Massachusetts Insurers Take One for the Team (Again)

September 11th, 2012 by

I have written before about what I consider to be a true Massachusetts Miracle: The 1992 reform of the Commonwealth’s workers’ compensation system and the results achieved following that reform. Bottom line – premium rates in Massachusetts are among the lowest in the nation while benefits are among the highest.
To make that happen back in 1992 all of the varying and vested constituencies had to come together and enter a grand compromise where everyone lost something so that the system could flourish as it has ever since (I won’t bother to mention that the current crop of folks we Americans have sent to the nation’s capital might learn something from this).
Employers and injured workers have benefited hugely from the 1992 reform. Insurers not so much, especially lately. Early this year, the Massachusetts Workers Compensation Rating and Inspection Bureau, representing insurers doing workers comp business in the Commonwealth, requested that Massachusetts Commissioner of Insurance, Joseph G. Murphy, approve a premium rate increase of 18.8%. After the Division held hearings and thought about it for a while, Mr. Murphy announced that he was denying the request – all of it. Result: Status quo, just as in New York a few weeks earlier. But if you think about it, this might actually be an insurer victory of sorts, because Massachusetts Attorney General Martha Coakley had made her own rate filing, which called for a reduction in rates of 8.8%. After Commissioner Murphy announced his decision, Ms. Coakley issued a press release saying, “The industry’s request to raise rates could not have come at a worse time for small businesses in Massachusetts.” She also congratulated herself and Commissioner Murphy by saying, “The decision will save Massachusetts workers compensation insurance customers approximately $175 million compared to the rates they would have paid if the proposed rate hike was approved.”
The decision will also cost the Commonwealth’s insurers the same $175 million.
But let’s get real for a minute. As Bill Clinton said last week, “It’s all about the arithmetic.”
Now, there are many variables impacting premium rates in any state. For example, workers compensation medical loss costs have been rising in Massachusetts. Just a couple of years ago they comprised an enviable 36% of total loss costs; now they’re up to about 40%, and rising. But I thought perhaps I could put things in perspective if I just looked at the Massachusetts evolutionary development of a few key factors since the 1992 reforms.

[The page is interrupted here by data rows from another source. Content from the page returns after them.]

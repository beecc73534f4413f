use std::sync::Arc;
use std::time::Duration;

use anyhow::Result;
use zipd_core::config::ZipdConfig;

/// Process-wide server state: configuration and the shared HTTP client.
///
/// The client holds the connection pool and timeouts only; everything an
/// archive request mutates (name set, payload buffers, the archive itself)
/// is constructed per request.
pub struct AppState {
    pub config: ZipdConfig,
    pub client: reqwest::Client,
}

impl AppState {
    pub fn new(config: ZipdConfig) -> Result<Arc<Self>> {
        let client = reqwest::Client::builder()
            .connect_timeout(Duration::from_secs(config.connect_timeout_secs))
            .timeout(Duration::from_secs(config.fetch_timeout_secs))
            .build()?;
        Ok(Arc::new(Self { config, client }))
    }
}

And those factors would be workers compensation premium rate changes, wage development and the progression of the CPI. The data in the chart below is taken from the Bureau of Labor Statistics, the Massachusetts Division of Unemployment Assistance and the Massachusetts Department of Industrial Accidents (DIA), summarized in the Massachusetts Division of Insurance’s Annual Report of 2010 (PDF) and DIA Circular Letter 336, dated 6 October 2010 (PDF).
ma-rate-changes
In the 17 years since 1994, there have been six years with double digit rate reductions, the largest being 21.1% in 1998, five years with single digit reductions, ranging from 1% to 4%, five years without change, and one year with a whopping big rate increase of 1%. The result is that rates in Massachusetts are where they were in the early 1980s. One by-product of this situation is that many Massachusetts employers seem to have lost the sense of urgency when injuries occur.
On the other hand, the CPI has increased every year since 1994 with the exception of 2010, when there was no change (it’s interesting to compare the CPI development with periods of recession; look at 2009 and 2010, for example), and the average weekly wage in the Commonwealth has grown from $586 in 1994 to $1,088 in 2010 (in 2012, it’s now more than $1,100).
The result shows a steady increase in costs and a steady decline in rates. I have to say that the reductions from 1994 through 1999 were entirely appropriate; those are the result of the 1992 reform. However, the six years with reductions since then, totally 28.3%, are questionable.
The consequences of both Commissioner Murphy’s current decision as well as the recent reductions are now being felt. The Massachusetts Assigned Risk Pool is growing quickly; in the last year it’s jumped from 12% of the market to 15% ($152 million in premium), and that was before the decision of two weeks ago. It would not surprise me to see Pool growth accelerate in the immediate future.
You can only keep the pressure cooker’s lid on for so long.